Sun Cluster Agent Installation
This section describes how to install and configure the Messaging Server as a Sun Cluster Highly Available (HA) Data Service. These installation instructions apply to both Sun Cluster 3.0 Update 3 and Sun Cluster 3.1. The following topics are covered in this section:
Documentation for Sun Cluster 3.0 Update 3 and for Sun Cluster 3.1 can be found at:
http://docs.sun.com/db/prod/cluster#hic
Note that Veritas File System (VxFS) is supported with Sun Cluster 3.0 Update 3 and with Sun Cluster 3.1.
Sun Cluster Requirements
This section presumes the following:
Configuring Messaging Server HA Support for Sun Cluster
This section describes how to configure HA support for Sun ONE Messaging Server for Sun Cluster 3.0 Update 3 and 3.1 through a simple example.
After configuring HA, be sure to review Binding IP Addresses on a Server for additional steps associated with HA support.
The following example assumes that the messaging server has been configured with a HA logical host name and IP address. The physical host names is assumed to be mail-1 and mail-2, with an HA logical host name of budgie. Figure 3-4 depicts the nested dependencies of the different HA resources you will create in configuring Messaging Server HA support.
Figure 3-4 A Simple Sun ONE Messaging Server HA configuration
- Become the superuser and open a console.
All of the following Sun Cluster commands require that you have logged in as superuser. You will also want to have a console or window for viewing messages output to /dev/console.
- Add required resource types.
Configure Sun Cluster to know about the resources types we will be using. This is done with the scrgadm -a -t command:
# scrgadm -a -t SUNW.HAStorage
# scrgadm -a -t SUNW.ims- Create a resource group for the Messaging Server.
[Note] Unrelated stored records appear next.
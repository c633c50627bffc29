use std::collections::BTreeMap;

use thiserror::Error;
use tracing::{error, info};

use super::city::{CityRecord, SchemaError, parse_city_records};
use super::conversation_state::PromptSession;
use super::location::Address;
use crate::gemini_client::GenerativeBackend;

/// The two form inputs, in the order they are presented.
#[derive(Debug, Clone, Copy, PartialEq, Eq, PartialOrd, Ord, Hash)]
pub enum Field {
    StateName,
    CountryName,
}

impl Field {
    pub const ALL: [Field; 2] = [Field::StateName, Field::CountryName];

    pub fn label(&self) -> &'static str {
        match self {
            Field::StateName => "State name",
            Field::CountryName => "Country name",
        }
    }

    fn required_message(&self) -> &'static str {
        match self {
            Field::StateName => "State name is required",
            Field::CountryName => "Country name is required",
        }
    }
}

#[derive(Debug, Clone, Default, PartialEq, Eq)]
pub struct LocationQuery {
    pub state_name: String,
    pub country_name: String,
}

impl LocationQuery {
    #[cfg(test)]
    pub fn new(state_name: impl Into<String>, country_name: impl Into<String>) -> Self {
        Self {
            state_name: state_name.into(),
            country_name: country_name.into(),
        }
    }

    pub fn get(&self, field: Field) -> &str {
        match field {
            Field::StateName => &self.state_name,
            Field::CountryName => &self.country_name,
        }
    }

    fn get_mut(&mut self, field: Field) -> &mut String {
        match field {
            Field::StateName => &mut self.state_name,
            Field::CountryName => &mut self.country_name,
        }
    }
}

/// Field messages ordered by field position.
pub type FieldErrors = BTreeMap<Field, String>;

#[derive(Debug, Clone, PartialEq, Eq)]
pub struct Validation {
    pub valid: bool,
    pub field_errors: FieldErrors,
}

impl Validation {
    pub fn first_invalid(&self) -> Option<Field> {
        self.field_errors.keys().next().copied()
    }
}

pub fn validate(query: &LocationQuery) -> Validation {
    let field_errors: FieldErrors = Field::ALL
        .iter()
        .filter(|field| query.get(**field).trim().is_empty())
        .map(|field| (*field, field.required_message().to_string()))
        .collect();

    Validation {
        valid: field_errors.is_empty(),
        field_errors,
    }
}

/// The instruction sent to the model for one state/country pair.
pub fn build_prompt(state_name: &str, country_name: &str) -> String {
    format!(
        "give me list of cities in given state:{},country:{}.include cities,short description,history,famous for. in json format",
        state_name.trim(),
        country_name.trim()
    )
}

#[derive(Debug, Error)]
pub enum SubmitError {
    #[error("{}", join_messages(.0))]
    Validation(FieldErrors),

    #[error("could not fetch cities: {0}")]
    Backend(eyre::Report),

    #[error("could not read the city list: {0}")]
    Response(#[from] SchemaError),
}

fn join_messages(errors: &FieldErrors) -> String {
    errors.values().cloned().collect::<Vec<_>>().join(", ")
}

/// Owns the form state and drives one submission at a time.
pub struct FormController<B> {
    query: LocationQuery,
    errors: FieldErrors,
    focus: Field,
    loading: bool,
    session: PromptSession<B>,
}

impl<B: GenerativeBackend> FormController<B> {
    pub fn new(session: PromptSession<B>) -> Self {
        Self {
            query: LocationQuery::default(),
            errors: FieldErrors::new(),
            focus: Field::StateName,
            loading: false,
            session,
        }
    }

    pub fn query(&self) -> &LocationQuery {
        &self.query
    }

    pub fn errors(&self) -> &FieldErrors {
        &self.errors
    }

    pub fn error_for(&self, field: Field) -> Option<&str> {
        self.errors.get(&field).map(String::as_str)
    }

    /// The field that should receive input next.
    pub fn focus(&self) -> Field {
        self.focus
    }

    pub fn set_focus(&mut self, field: Field) {
        self.focus = field;
    }

    pub fn is_loading(&self) -> bool {
        self.loading
    }

    pub fn session(&self) -> &PromptSession<B> {
        &self.session
    }

    pub fn session_mut(&mut self) -> &mut PromptSession<B> {
        &mut self.session
    }

    /// Update one field. Editing a field clears its error.
    pub fn set_field(&mut self, field: Field, value: impl Into<String>) {
        *self.query.get_mut(field) = value.into();
        self.errors.remove(&field);
    }

    /// Clear both fields and every error message.
    pub fn reset(&mut self) {
        self.query = LocationQuery::default();
        self.errors.clear();
        self.focus = Field::StateName;
    }

    /// Pre-fill both fields from a detected address.
    pub fn apply_address(&mut self, address: &Address) {
        self.set_field(Field::StateName, address.state.clone());
        self.set_field(Field::CountryName, address.country.clone());
    }

    /// Validate, ask the model for cities and parse its reply.
    ///
    /// Invalid input never reaches the backend. The loading flag is cleared
    /// on every path out of this function.
    pub async fn submit(&mut self) -> Result<Vec<CityRecord>, SubmitError> {
        let validation = validate(&self.query);
        self.errors = validation.field_errors.clone();
        if let Some(field) = validation.first_invalid() {
            self.focus = field;
            return Err(SubmitError::Validation(validation.field_errors));
        }

        self.loading = true;
        let result = self.fetch_cities().await;
        self.loading = false;

        match &result {
            Ok(records) => info!(
                state = %self.query.state_name.trim(),
                count = records.len(),
                "Received city list"
            ),
            Err(e) => error!("Submission failed: {}", e),
        }

        result
    }

    async fn fetch_cities(&mut self) -> Result<Vec<CityRecord>, SubmitError> {
        let prompt = build_prompt(&self.query.state_name, &self.query.country_name);
        let response = self
            .session
            .submit(&prompt)
            .await
            .map_err(SubmitError::Backend)?;
        Ok(parse_city_records(&response)?)
    }
}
If you have not done so already, create a resource group and make it visible on the cluster nodes which will run the Messaging Server. The following command creates a resource group named MAIL-RG, making it visible on the cluster nodes mail-1 and mail-2:
# scrgadm -a -g MAIL-RG -h mail-1,mail-2
You may, of course, use whatever name you wish for the resource group.
- Create an HA logical host name resource and start resource group.
If you have not done so already, create and enable a resource for the HA logical host name, placing it in the resource group. The following command does so using the logical host name budgie. Since the -j switch is omitted, the name of the resource created will also be budgie.
# scrgadm -a -L -g MAIL-RG -l budgie
# scswitch -Z -g MAIL-RG- Create an HA storage resource.
Next, you need to create an HA storage resource type for the file systems on which Messaging Server is dependent. The following command creates an HA storage resource named disk-rs and the file system disk_sys_mount_point is placed under its control:
# scrgadm -a -j disk-rs -g MAIL-RG \
-t SUNW.HAStorage \
-x ServicePaths=disk_sys_mount_point-1, disk_sys_mount_point-2The comma-separated list of ServicePaths are the mount points of the cluster file systems on which Messaging Server is dependent. In the above example, only two mount points, disk_sys_mount_point-1 and disk_sys_mount_point-2, are specified. If one of the servers has additional file systems on which it is dependent, then you can create an additional HA storage resource and in Step 8 to indicate that additional dependency.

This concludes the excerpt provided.